La princesa Kalina de Bulgaria mantiene un perfil bajo y no ha vuelto a aparecer públicamente desde una ceremonia familiar celebrada en Sofía en mayo de 2024.
La princesa Kalina de Bulgaria, única hija de Simeón II, lleva más de dos años alejada del foco público. Su última aparición conocida ocurrió el 29 de mayo de 2024, cuando acudió junto a su esposo, el explorador español Antonio José “Kitín” Muñoz, y su hijo, Simeón-Hassan, a una ceremonia celebrada en el Palacio de Vrana, en Sofía. El acto correspondió al traslado y funeral de los restos del rey Fernando I de Bulgaria.
Aquella aparición llamó especialmente la atención por el aspecto físico de la princesa, quien lució un vestido sin mangas que dejaba al descubierto sus brazos visiblemente musculosos. Kalina, entonces de 52 años, explicó posteriormente que su transformación se debía a años de entrenamiento y a una estricta rutina deportiva. “Si no entreno, no me encuentro bien”, señaló al hablar sobre su estilo de vida.
La princesa también respondió a los comentarios que surgieron en redes sociales después de las fotografías del evento. En declaraciones a ¡HOLA!, aseguró que no esperaba que su físico se convirtiera nuevamente en noticia y defendió que, en pleno siglo XXI, el cuerpo de una mujer no debería ser motivo de escrutinio público. Su esposo, por otra parte, había explicado años antes que los cambios en su rostro no fueron consecuencia de una cirugía estética, sino de una complicación médica derivada de un tratamiento dental.

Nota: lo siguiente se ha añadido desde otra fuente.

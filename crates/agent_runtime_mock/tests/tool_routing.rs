use std::fs;
use std::path::PathBuf;
use std::sync::{Arc, Mutex};

use agent_runtime::{
    AgentRuntime, CreateSessionRequest, EventReceiver, PreToolUseHook, RuntimeEvent,
    ToolCallRequest, ToolDefinition, ToolHandler, ToolResult, ToolResultType,
};
use agent_runtime_mock::{EffectiveTool, MockCall, MockRuntime, ToolSource};
use assert_matches::assert_matches;
use async_trait::async_trait;
use pretty_assertions::assert_eq;
use serde_json::json;

#[derive(Default)]
struct RecordingHandler {
    calls: Mutex<Vec<ToolCallRequest>>,
}

#[async_trait]
impl ToolHandler for RecordingHandler {
    fn tool_names(&self) -> Vec<String> {
        vec!["bash".to_string()]
    }

    async fn invoke(&self, call: ToolCallRequest) -> ToolResult {
        let result = ToolResult::denied(&call.call_id, &call.tool_name, "host says no");
        self.calls.lock().expect("handler lock").push(call);
        result
    }
}

/// Records what the workspace looked like when the hook fired and whether
/// the runtime had already announced the call.
struct ObservingHook {
    target: PathBuf,
    events: Mutex<EventReceiver>,
    seen: Mutex<Vec<(String, Option<String>, bool)>>,
}

#[async_trait]
impl PreToolUseHook for ObservingHook {
    async fn before_tool_use(&self, call: &ToolCallRequest) {
        let content = fs::read_to_string(&self.target).ok();
        let mut events = self.events.lock().expect("events lock");
        let mut announced = false;
        while let Ok(delivered) = events.try_recv() {
            announced |= matches!(
                delivered.event,
                RuntimeEvent::ToolExecutionStart { ref call_id, .. } if *call_id == call.call_id
            );
        }
        drop(events);
        self.seen
            .lock()
            .expect("hook lock")
            .push((call.call_id.clone(), content, announced));
    }
}

fn definition(name: &str) -> ToolDefinition {
    ToolDefinition {
        name: name.to_string(),
        description: None,
        input_schema: json!({ "type": "object" }),
    }
}

#[tokio::test]
async fn host_tools_shadow_builtins_and_allow_list_hides_the_rest() {
    let (runtime, mut events) = MockRuntime::new();
    let handler = Arc::new(RecordingHandler::default());

    let mut request = CreateSessionRequest::new("claude-sonnet-4.5", "/ws");
    request.tools = vec![definition("bash")];
    request.available_tools = Some(vec!["bash".to_string(), "view".to_string()]);
    request.tool_handler = Some(handler.clone() as Arc<dyn ToolHandler>);
    let info = runtime
        .create_session(request)
        .await
        .expect("create should succeed");

    assert_eq!(
        runtime.effective_tools(&info.session_id),
        vec![
            EffectiveTool {
                name: "bash".to_string(),
                source: ToolSource::Host,
            },
            EffectiveTool {
                name: "view".to_string(),
                source: ToolSource::Builtin,
            },
        ]
    );

    let shell = runtime
        .invoke_tool(&info.session_id, "call-1", "bash", json!({ "command": "rm -rf /" }))
        .await
        .expect("invoke should succeed");
    assert_eq!(shell.result_type, ToolResultType::Denied);
    assert_eq!(handler.calls.lock().expect("handler lock").len(), 1);

    let edit = runtime
        .invoke_tool(&info.session_id, "call-2", "edit", json!({ "path": "/ws/a.rs" }))
        .await
        .expect("invoke should succeed");
    assert_eq!(edit.result_type, ToolResultType::Failure);

    assert!(runtime
        .calls()
        .iter()
        .all(|call| !matches!(call, MockCall::BuiltinTool { .. })));

    let start = events.try_recv().expect("start event").event;
    assert_matches!(start, RuntimeEvent::ToolExecutionStart { call_id, .. } if call_id == "call-1");
    let complete = events.try_recv().expect("complete event").event;
    assert_matches!(
        complete,
        RuntimeEvent::ToolExecutionComplete { success: false, error: Some(error), .. }
            if error == "host says no"
    );
    assert!(events.try_recv().is_err(), "unavailable tools emit nothing");
}

#[tokio::test]
async fn excluded_builtins_are_unreachable() {
    let (runtime, _events) = MockRuntime::new();
    let mut request = CreateSessionRequest::new("claude-sonnet-4.5", "/ws");
    request.excluded_tools = vec!["bash".to_string()];
    let info = runtime
        .create_session(request)
        .await
        .expect("create should succeed");

    let denied = runtime
        .invoke_tool(&info.session_id, "call-1", "bash", json!({ "command": "ls" }))
        .await
        .expect("invoke should succeed");
    assert_eq!(denied.result_type, ToolResultType::Failure);

    let viewed = runtime
        .invoke_tool(&info.session_id, "call-2", "view", json!({ "path": "a" }))
        .await
        .expect("invoke should succeed");
    assert!(viewed.is_success());
    assert_eq!(
        runtime.calls().last(),
        Some(&MockCall::BuiltinTool {
            session_id: info.session_id.clone(),
            tool_name: "view".to_string(),
        })
    );
}

#[tokio::test]
async fn persisted_sessions_resume_in_a_fresh_runtime() {
    let ws = tempfile::tempdir().expect("tempdir should be created");
    let session_id = {
        let (runtime, _events) = MockRuntime::new();
        let runtime = runtime.with_persistence(ws.path());
        let info = runtime
            .create_session(CreateSessionRequest::new("claude-sonnet-4.5", ws.path()))
            .await
            .expect("create should succeed");
        runtime
            .send_message(&info.session_id, "remember me")
            .await
            .expect("send should succeed");
        runtime
            .switch_model(&info.session_id, "gpt-5")
            .await
            .expect("switch should succeed");
        info.session_id
    };

    let (runtime, _events) = MockRuntime::new();
    let runtime = runtime.with_persistence(ws.path());
    let resumed = runtime
        .resume_session(&session_id, None)
        .await
        .expect("resume should find the persisted log");
    assert_eq!(resumed.model, "gpt-5");
}

#[tokio::test]
async fn the_hook_runs_before_a_builtin_edit_touches_the_file() {
    let ws = tempfile::tempdir().expect("tempdir should be created");
    let target = ws.path().join("lib.rs");
    fs::write(&target, "v1").expect("seed");

    let (runtime, events) = MockRuntime::new();
    let hook = Arc::new(ObservingHook {
        target: target.clone(),
        events: Mutex::new(events),
        seen: Mutex::new(Vec::new()),
    });
    let mut request = CreateSessionRequest::new("claude-sonnet-4.5", ws.path());
    request.pre_tool_use = Some(hook.clone() as Arc<dyn PreToolUseHook>);
    let info = runtime
        .create_session(request)
        .await
        .expect("create should succeed");

    let edited = runtime
        .invoke_tool(
            &info.session_id,
            "call-1",
            "edit",
            json!({ "path": "lib.rs", "old_str": "v1", "new_str": "v2" }),
        )
        .await
        .expect("invoke should succeed");
    assert!(edited.is_success(), "{edited:?}");

    let missed = runtime
        .invoke_tool(
            &info.session_id,
            "call-2",
            "edit",
            json!({ "path": "lib.rs", "old_str": "v9", "new_str": "v3" }),
        )
        .await
        .expect("invoke should succeed");
    assert_eq!(missed.result_type, ToolResultType::Failure);

    assert_eq!(fs::read_to_string(&target).expect("read"), "v2");
    assert_eq!(
        *hook.seen.lock().expect("hook lock"),
        vec![
            ("call-1".to_string(), Some("v1".to_string()), false),
            ("call-2".to_string(), Some("v2".to_string()), false),
        ]
    );
}

#[tokio::test]
async fn builtin_create_writes_nested_files() {
    let ws = tempfile::tempdir().expect("tempdir should be created");
    let (runtime, _events) = MockRuntime::new();
    let info = runtime
        .create_session(CreateSessionRequest::new("claude-sonnet-4.5", ws.path()))
        .await
        .expect("create should succeed");

    let created = runtime
        .invoke_tool(
            &info.session_id,
            "call-1",
            "create",
            json!({ "path": "docs/notes.md", "file_text": "hello" }),
        )
        .await
        .expect("invoke should succeed");

    assert!(created.is_success(), "{created:?}");
    assert_eq!(
        fs::read_to_string(ws.path().join("docs/notes.md")).expect("read"),
        "hello"
    );
}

Desde aquella ceremonia, apenas se han conocido imágenes públicas de Kalina. De hecho, ¡HOLA! señala que la aparición de 2024 fue apenas la segunda vez que se la vio públicamente en seis años: antes de ella, había asistido al funeral de la infanta Pilar de Borbón en el Monasterio de El Escorial, en enero de 2020. Su actual ausencia no ha sido presentada como una desaparición literal, sino como una decisión de mantener una vida mucho más alejada de la atención mediática.